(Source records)
★ ★ ★

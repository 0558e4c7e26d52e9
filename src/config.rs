use anyhow::{anyhow, Context, Result};
use scout_core::ScoringConfig;
use scout_youtube::{ProviderConfig, ProviderType};
use serde::{Deserialize, Serialize};
use std::path::{Path, PathBuf};

/// Largest page size the search endpoint accepts
pub const MAX_RESULTS_LIMIT: u32 = 50;

/// Config files looked up by `Config::load`, in order
const CONFIG_FILE_CANDIDATES: [&str; 2] = ["tube-scout.toml", "config/tube-scout.toml"];

/// Crates whose logs the binary shows; everything else stays at `warn`
const LOG_TARGETS: [&str; 3] = ["tube_scout", "scout_core", "scout_youtube"];

/// Configuration for Tube Scout
#[derive(Debug, Clone, Default, Serialize, Deserialize)]
#[serde(default)]
pub struct Config {
    /// Video search provider settings
    pub youtube: YouTubeConfig,

    /// Scoring constants
    pub scoring: ScoringConfig,

    /// Output and storage settings
    pub output: OutputConfig,

    /// How many results the report shows
    pub display: DisplayConfig,
}

#[derive(Debug, Clone, Serialize, Deserialize)]
#[serde(default)]
pub struct YouTubeConfig {
    /// Which provider answers queries
    pub provider: ProviderType,

    /// API credential; usually supplied through `YOUTUBE_API_KEY`
    pub api_key: Option<String>,

    /// API base URL
    pub base_url: String,

    /// Videos requested per query
    pub max_results: u32,

    /// Request timeout in seconds
    pub timeout_seconds: u64,

    /// Saved `videos.list` response for the fixture provider
    pub fixture_path: Option<PathBuf>,
}

#[derive(Debug, Clone, Copy, PartialEq, Eq, Serialize, Deserialize)]
pub enum ExportFormat {
    Csv,
    Markdown,
    Json,
}

impl ExportFormat {
    pub fn parse(name: &str) -> Result<Self> {
        match name.to_ascii_lowercase().as_str() {
            "csv" => Ok(Self::Csv),
            "markdown" | "md" => Ok(Self::Markdown),
            "json" => Ok(Self::Json),
            other => Err(anyhow!("Unknown export format: {}", other)),
        }
    }
}

#[derive(Debug, Clone, Serialize, Deserialize)]
#[serde(default)]
pub struct OutputConfig {
    /// Directory receiving exported files
    pub base_dir: PathBuf,

    /// Export formats
    pub export_formats: Vec<ExportFormat>,

    /// Log level
    pub log_level: String,
}

#[derive(Debug, Clone, Serialize, Deserialize)]
#[serde(default)]
pub struct DisplayConfig {
    /// Entries on the podium
    pub podium_size: usize,

    /// Further suggestions listed after the podium
    pub runners_up: usize,
}

impl Default for YouTubeConfig {
    fn default() -> Self {
        Self {
            provider: ProviderType::YouTube,
            api_key: None,
            base_url: scout_youtube::config::DEFAULT_BASE_URL.to_string(),
            max_results: 10,
            timeout_seconds: 30,
            fixture_path: None,
        }
    }
}

impl Default for OutputConfig {
    fn default() -> Self {
        Self {
            base_dir: PathBuf::from("./output"),
            export_formats: vec![ExportFormat::Csv, ExportFormat::Markdown],
            log_level: "info".to_string(),
        }
    }
}

impl OutputConfig {
    /// `EnvFilter` directives: `debug` for our crates when verbose, else the
    /// configured level, and `warn` for dependencies either way
    pub fn log_filter(&self, verbose: bool) -> String {
        let level = if verbose { "debug" } else { self.log_level.as_str() };
        let mut directives: Vec<String> = LOG_TARGETS
            .iter()
            .map(|target| format!("{}={}", target, level))
            .collect();
        directives.push("warn".to_string());
        directives.join(",")
    }
}

impl Default for DisplayConfig {
    fn default() -> Self {
        Self {
            podium_size: 3,
            runners_up: 2,
        }
    }
}

impl YouTubeConfig {
    /// Provider settings for `scout_youtube::create_provider`
    pub fn provider_config(&self) -> ProviderConfig {
        let config = ProviderConfig::new()
            .with_provider(self.provider)
            .with_base_url(self.base_url.clone())
            .with_api_key(self.api_key.clone())
            .with_timeout(self.timeout_seconds);

        match &self.fixture_path {
            Some(path) if self.provider == ProviderType::Fixture => {
                config.with_fixture_path(path.clone())
            }
            _ => config,
        }
    }
}

impl Config {
    /// Load configuration from the first config file found, falling back to
    /// defaults, then apply environment overrides
    pub fn load() -> Result<Self> {
        match Self::find_config_file(Path::new(".")) {
            Some(path) => Self::load_from(&path),
            None => Self::from_env(),
        }
    }

    /// First of `tube-scout.toml` and `config/tube-scout.toml` under `base_dir`
    pub fn find_config_file(base_dir: &Path) -> Option<PathBuf> {
        CONFIG_FILE_CANDIDATES
            .iter()
            .map(|candidate| base_dir.join(candidate))
            .find(|path| path.is_file())
    }

    /// Load configuration from a specific file, then apply environment overrides
    pub fn load_from(path: &Path) -> Result<Self> {
        let config_str = std::fs::read_to_string(path)
            .with_context(|| format!("Failed to read config file {}", path.display()))?;
        let mut config: Config = toml::from_str(&config_str)
            .with_context(|| format!("Failed to parse config file {}", path.display()))?;

        config.apply_env()?;
        Ok(config)
    }

    /// Defaults overridden by environment variables
    pub fn from_env() -> Result<Self> {
        let mut config = Self::default();
        config.apply_env()?;
        Ok(config)
    }

    fn apply_env(&mut self) -> Result<()> {
        if let Ok(api_key) = std::env::var("YOUTUBE_API_KEY") {
            if !api_key.trim().is_empty() {
                self.youtube.api_key = Some(api_key.trim().to_string());
            }
        }

        if let Ok(max_results) = std::env::var("TUBE_SCOUT_MAX_RESULTS") {
            self.youtube.max_results = max_results
                .parse()
                .with_context(|| format!("Invalid TUBE_SCOUT_MAX_RESULTS: {}", max_results))?;
        }

        if let Ok(output_dir) = std::env::var("TUBE_SCOUT_OUTPUT_DIR") {
            self.output.base_dir = PathBuf::from(output_dir);
        }

        if let Ok(log_level) = std::env::var("TUBE_SCOUT_LOG_LEVEL") {
            self.output.log_level = log_level;
        }

        Ok(())
    }

    /// Save configuration to file
    pub fn save(&self, path: &Path) -> Result<()> {
        let config_str = toml::to_string_pretty(self)?;
        std::fs::write(path, config_str)?;
        tracing::info!("💾 Configuration saved to: {}", path.display());
        Ok(())
    }

    /// Validate configuration
    pub fn validate(&self) -> Result<()> {
        match self.youtube.provider {
            ProviderType::YouTube => {
                if self.youtube.api_key.is_none() {
                    return Err(anyhow!(
                        "YouTube API key required (set YOUTUBE_API_KEY or youtube.api_key)"
                    ));
                }
            }
            ProviderType::Fixture => {
                if self.youtube.fixture_path.is_none() {
                    return Err(anyhow!("fixture_path required for the fixture provider"));
                }
            }
        }

        if self.youtube.max_results == 0 || self.youtube.max_results > MAX_RESULTS_LIMIT {
            return Err(anyhow!(
                "max_results must be between 1 and {}",
                MAX_RESULTS_LIMIT
            ));
        }

        if self.display.podium_size == 0 {
            return Err(anyhow!("display.podium_size must be at least 1"));
        }

        let threshold = self.scoring.duration_threshold_minutes;
        if !threshold.is_finite() || threshold < 0.0 {
            return Err(anyhow!("duration_threshold_minutes must be a non-negative number"));
        }

        let epsilon = self.scoring.normalization_epsilon;
        if !epsilon.is_finite() || epsilon <= 0.0 {
            return Err(anyhow!("normalization_epsilon must be greater than 0"));
        }

        tracing::debug!("✅ Configuration validation passed");
        Ok(())
    }

    /// Get runtime configuration summary
    pub fn summary(&self) -> String {
        format!(
            "Tube Scout Configuration:\n\
            - Provider: {:?}\n\
            - Max Results: {}\n\
            - Short-form Threshold: {} min\n\
            - Output Directory: {}\n\
            - Export Formats: {:?}",
            self.youtube.provider,
            self.youtube.max_results,
            self.scoring.duration_threshold_minutes,
            self.output.base_dir.display(),
            self.output.export_formats,
        )
    }
}

/// Configuration builder for programmatic config creation
pub struct ConfigBuilder {
    config: Config,
}

impl ConfigBuilder {
    pub fn new() -> Self {
        Self {
            config: Config::default(),
        }
    }

    pub fn with_api_key(mut self, api_key: String) -> Self {
        self.config.youtube.api_key = Some(api_key);
        self
    }

    pub fn with_base_url(mut self, base_url: String) -> Self {
        self.config.youtube.base_url = base_url;
        self
    }

    pub fn with_max_results(mut self, max_results: u32) -> Self {
        self.config.youtube.max_results = max_results;
        self
    }

    pub fn with_fixture(mut self, path: PathBuf) -> Self {
        self.config.youtube.provider = ProviderType::Fixture;
        self.config.youtube.fixture_path = Some(path);
        self
    }

    pub fn with_scoring(mut self, scoring: ScoringConfig) -> Self {
        self.config.scoring = scoring;
        self
    }

    pub fn with_output_dir(mut self, dir: PathBuf) -> Self {
        self.config.output.base_dir = dir;
        self
    }

    pub fn with_export_formats(mut self, formats: Vec<ExportFormat>) -> Self {
        self.config.output.export_formats = formats;
        self
    }

    pub fn build(self) -> Config {
        self.config
    }
}

impl Default for ConfigBuilder {
    fn default() -> Self {
        Self::new()
    }
}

★ ★ ★

* TASK DIRECTIONS
In exact wording, restate the lines of the data above from the first through the one holding "Config files looked", and stop after that line.

* WRITTEN REPLY
repository 0558e4c7e26d52e9
filename src/config.rs
use anyhow::{anyhow, Context, Result};
use scout_core::ScoringConfig;
use scout_youtube::{ProviderConfig, ProviderType};
use serde::{Deserialize, Serialize};
use std::path::{Path, PathBuf};

/// Largest page size the search endpoint accepts
pub const MAX_RESULTS_LIMIT: u32 = 50;

/// Config files looked up by `Config::load`, in order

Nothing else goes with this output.